» Task description
Report each line of the material below where the word "kept" can be found.

» Records for this exercise
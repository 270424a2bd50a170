//! Engine configuration

use pricematrix_core::MatrixLimits;
use serde::{Deserialize, Serialize};

/// Default number of undo steps kept per session
pub const DEFAULT_UNDO_LIMIT: usize = 100;

/// Options for a [`Session`](crate::Session)
///
/// Serializable so hosts can embed it in their own configuration files;
/// missing fields take their defaults.
///
/// ```rust
/// use pricematrix::{EngineOptions, MatrixLimits};
///
/// let options = EngineOptions::default()
///     .with_limits(MatrixLimits::new(200, 26))
///     .with_undo_limit(20);
/// assert_eq!(options.limits.max_cols, 26);
/// ```
#[derive(Debug, Clone, PartialEq, Eq, Serialize, Deserialize)]
#[serde(default)]
pub struct EngineOptions {
    /// Bounds applied to every matrix of the session
    pub limits: MatrixLimits,
    /// Undo steps kept before the oldest are dropped
    pub undo_limit: usize,
}

impl Default for EngineOptions {
    fn default() -> Self {
        Self {
            limits: MatrixLimits::default(),
            undo_limit: DEFAULT_UNDO_LIMIT,
        }
    }
}

impl EngineOptions {
    pub fn with_limits(mut self, limits: MatrixLimits) -> Self {
        self.limits = limits;
        self
    }

    pub fn with_undo_limit(mut self, undo_limit: usize) -> Self {
        self.undo_limit = undo_limit;
        self
    }
}

#[cfg(test)]
mod tests {
    use super::*;
    use pretty_assertions::assert_eq;

    #[test]
    fn test_defaults() {
        let options = EngineOptions::default();
        assert_eq!(options.limits, MatrixLimits::new(5000, 500));
        assert_eq!(options.undo_limit, 100);
    }

    #[test]
    fn test_partial_json_uses_defaults() {
        let options: EngineOptions =
            serde_json::from_str(r#"{"limits": {"max_rows": 10}}"#).unwrap();
        assert_eq!(options.limits, MatrixLimits::new(10, 500));
        assert_eq!(options.undo_limit, DEFAULT_UNDO_LIMIT);
    }
}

» Response
/// Default number of undo steps kept per session
    /// Undo steps kept before the oldest are dropped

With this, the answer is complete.